Yes, this is exactly the case I wanted to use it for. I have higher level 
actors to deal with all manner of things but wanted to replace my Akka IO 
implementation of the socket encode/decode cycle with TcpStream. I thought it 
would be easy but got myself a bit confused. Your last email went a long way to 
pointing me in the right direction. 

>  
> 
> Yes, I’ve seen this before but it led to my grumbling about the lack of an 
> internal design document. That Flow.apply method creates a GraphBackedFlow.
> 
> These will be gone in M4. A Flow is just a collection of processing steps 
> (any graph layout) with exactly one input and output port that is not wired 
> to anything.

Okay, just to be clear, GraphBackedFlow will be gone as will the Flow.apply 
method that creates them ?

>  
> When I first saw that I was encouraged because I realized I would just need 
> to understand GraphBackedFlow to understand what 
> Flow.apply(Sink[I],Source[O]) was giving me. But, the documentation for that 
> object only says “INTERNAL API”. I’m fine with that lack of documentation for 
> things that I don’t use directly, but this GraphBackedFlow is something 
> returned by the Flow companion and would be an instance of something I use in 
> my program. It needs user level documentation. Either that or the Flow.apply 
> method should be much more explicit about what is returned.  All it says is 
> "Create a [[Flow]] from a seemingly disconnected [[Source]] and [[Sink]] 
> pair.” It would be very much appreciated if there was at least a line or two 
> of what this GraphBackedFlow represented. I get that it backs the flow with 
> some sort of graph of objects but that really doesn’t give me much 
> information about its operation. 
> 
> These things will go away with M4, see explanation below.
>  
> 
>> This seems to allow you to "handle" a TCP connection with a Flow using 
>> independent Sink and Source. I am still in the process of trying to 
>> construct a FlowGraph using ActorSubscriber and ActorPublisher to integrate 
>> the TCP connection with application logic using actors, but finding it a 
>> challenge to do so in a simple way and avoiding circular references. So I'm 
>> still working on "grokking" it myself, but perhaps this discovery might help.
> 
> I will have to dive into the Working With Graphs 
> <http://doc.akka.io/docs/akka-stream-and-http-experimental/1.0-M3/scala/stream-graphs.html>
>  page in more detail. I’ve been giving it less attention because of this 
> sentence:
> 
> Graphs are needed whenever you want to perform any kind of fan-in ("multiple 
> inputs") or fan-out ("multiple outputs") operations.
> 
> Well, I think that sentence really does not convey the importance of graphs. 
> It is very likely that you will need graphs for more complex application. 
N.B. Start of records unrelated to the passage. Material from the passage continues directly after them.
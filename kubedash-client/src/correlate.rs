use std::collections::{HashMap, HashSet};

use chrono::{DateTime, Utc};
use k8s_openapi::api::core::v1::{Event, ObjectReference, Pod};
use serde::Serialize;
use tracing::warn;

use crate::{
    selector::Selector,
    subjects::Subject,
    view::ObjectMeta,
};

#[derive(Debug, Clone, Copy, PartialEq, Eq)]
pub enum PodPhase {
    Pending,
    Running,
    Succeeded,
    Failed,
    Unknown,
}

impl PodPhase {
    pub fn of(pod: &Pod) -> Self {
        match pod.status.as_ref().and_then(|s| s.phase.as_deref()) {
            Some("Pending") => Self::Pending,
            Some("Running") => Self::Running,
            Some("Succeeded") => Self::Succeeded,
            Some("Failed") => Self::Failed,
            _ => Self::Unknown,
        }
    }
}

#[derive(Debug, Clone, Copy, PartialEq, Eq, Serialize)]
pub enum Severity {
    Warning,
    Normal,
}

impl Severity {
    pub fn of(event: &Event) -> Self {
        match event.type_.as_deref() {
            Some("Warning") => Self::Warning,
            _ => Self::Normal,
        }
    }
}

/// A warning-severity event attached to a listed subject.
#[derive(Debug, Clone, PartialEq, Eq, Serialize)]
#[serde(rename_all = "camelCase")]
pub struct WarningEvent {
    pub namespace: String,
    pub object_kind: String,
    pub object_name: String,
    pub reason: String,
    pub message: String,
    pub count: i32,
    pub last_seen: Option<DateTime<Utc>>,
    #[serde(rename = "type")]
    pub severity: Severity,
}

impl From<&Event> for WarningEvent {
    fn from(ev: &Event) -> Self {
        let r = &ev.involved_object;
        Self {
            namespace: event_namespace(ev).unwrap_or_default().to_string(),
            object_kind: r.kind.clone().unwrap_or_default(),
            object_name: r.name.clone().unwrap_or_default(),
            reason: ev.reason.clone().unwrap_or_default(),
            message: ev.message.clone().unwrap_or_default().replace('\n', ""),
            count: ev.count.unwrap_or(1),
            last_seen: ev
                .series
                .as_ref()
                .and_then(|s| s.last_observed_time.as_ref().map(|t| t.0))
                .or_else(|| ev.event_time.as_ref().map(|t| t.0))
                .or_else(|| ev.last_timestamp.as_ref().map(|t| t.0))
                .or_else(|| ev.metadata.creation_timestamp.as_ref().map(|t| t.0)),
            severity: Severity::of(ev),
        }
    }
}

/// Pod counts and warnings derived for one subject.
#[derive(Debug, Clone, Default, PartialEq, Eq, Serialize)]
pub struct DerivedStatus {
    /// Matched pods that are running or have succeeded.
    pub current: i32,
    pub desired: i32,
    pub failed: i32,
    pub warnings: Vec<WarningEvent>,
}

impl DerivedStatus {
    fn degraded(desired: i32) -> Self {
        Self {
            desired,
            ..Default::default()
        }
    }
}

/// Correlate `item` with the pods and events of its request.
///
/// A subject that cannot be correlated reports zero current and failed pods
/// and no warnings instead of failing the list it belongs to.
pub fn correlate<S: Subject>(
    item: &S,
    meta: &ObjectMeta,
    pods: &[Pod],
    events: &[Event],
) -> DerivedStatus {
    let desired = item.desired_count().unwrap_or(0).max(0);
    match item.selector() {
        Ok(selector) => derive_status(S::KIND.as_str(), meta, &selector, desired, pods, events),
        Err(error) => {
            warn!(kind = %S::KIND, namespace = %meta.namespace, name = %meta.name, %error, "cannot correlate pods");
            DerivedStatus::degraded(desired)
        }
    }
}

fn derive_status(
    kind: &str,
    meta: &ObjectMeta,
    selector: &Selector,
    desired: i32,
    pods: &[Pod],
    events: &[Event],
) -> DerivedStatus {
    let matched: Vec<&Pod> = pods
        .iter()
        .filter(|pod| pod.metadata.namespace.as_deref() == Some(meta.namespace.as_str()))
        .filter(|pod| selector.matches(pod.metadata.labels.as_ref()))
        .collect();

    let (mut current, mut failed) = (0, 0);
    for pod in &matched {
        match PodPhase::of(pod) {
            PodPhase::Running | PodPhase::Succeeded => current += 1,
            PodPhase::Failed => failed += 1,
            PodPhase::Pending | PodPhase::Unknown => {}
        }
    }

    let owned = OwnedPods::new(&matched);
    let warnings = events
        .iter()
        .filter(|ev| Severity::of(ev) == Severity::Warning)
        .filter(|ev| event_namespace(ev) == Some(meta.namespace.as_str()))
        .filter(|ev| {
            let obj = &ev.involved_object;
            owned.contains(obj) || refers_to(obj, kind, &meta.name)
        })
        .map(WarningEvent::from)
        .collect();

    DerivedStatus {
        current,
        desired,
        failed,
        warnings,
    }
}

fn event_namespace(ev: &Event) -> Option<&str> {
    ev.metadata
        .namespace
        .as_deref()
        .or(ev.involved_object.namespace.as_deref())
}

fn refers_to(obj: &ObjectReference, kind: &str, name: &str) -> bool {
    obj.kind.as_deref() == Some(kind) && obj.name.as_deref() == Some(name)
}

/// Identities of the matched pods an event may point at.
struct OwnedPods<'a> {
    by_name: HashMap<&'a str, Option<&'a str>>,
    uids: HashSet<&'a str>,
}

impl<'a> OwnedPods<'a> {
    fn new(pods: &[&'a Pod]) -> Self {
        Self {
            by_name: pods
                .iter()
                .filter_map(|p| Some((p.metadata.name.as_deref()?, p.metadata.uid.as_deref())))
                .collect(),
            uids: pods.iter().filter_map(|p| p.metadata.uid.as_deref()).collect(),
        }
    }

    // A uid on both sides decides; otherwise the pod name does.
    fn contains(&self, obj: &ObjectReference) -> bool {
        if obj.kind.as_deref().is_some_and(|k| k != "Pod") {
            return false;
        }
        let named = obj.name.as_deref().and_then(|n| self.by_name.get(n));
        match (named, obj.uid.as_deref()) {
            (Some(Some(pod_uid)), Some(uid)) => *pod_uid == uid,
            (Some(_), _) => true,
            (None, Some(uid)) => self.uids.contains(uid),
            (None, None) => false,
        }
    }
}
I’m getting how important they are. Perhaps a documentation change that 
indicates their importance up front would help clue readers like me into the 
fact that I needed to pay more attention to that portion of the documentation. 
> 
> So, just to give you a taste of M4:
> 
>  - Internally, everything is just a "Module" which has input and output ports
>  - An atomic Module is directly translated to an executable entity
>  - A composite module consists of atomic modules and possible other composite 
> modues, with some ouput ports connected to some input ports
>  - you can hierarchically nest these modules
>  - A Flow is *really* nothing more than just a DSL shim over a module that 
> has exactly one input and output port, but has arbitrarily complex nested 
> graph layout inside
>  - Same goes for Source and Sink

Okay, can I just suggest that “Module” might be a poor choice for a name as it 
is already highly overloaded in lot of other contexts. Node wouldn’t be much 
better but choosing good names is a significant aide to comprehension of these 
concepts. 

> 
> Now you can start imagining your application as a hieararchic setup of 
> "boxes" (modules) that represent services, and has input and output ports. 
> You compose simpler services to more complex ones and wrap them in another 
> box, until you have a nice nested hierarchy.
> 
> And that's it :)

Yes, that’s how I do think of my application and I’m looking forward to 
expressing it directly with akka-stream.

> I believe my needs are two linear “roads” not a network of junctions that 
> fan-in and fan-out; but then again, I could be wrong. 
> 
> This is hard to know. I don't know the exact hassles you need.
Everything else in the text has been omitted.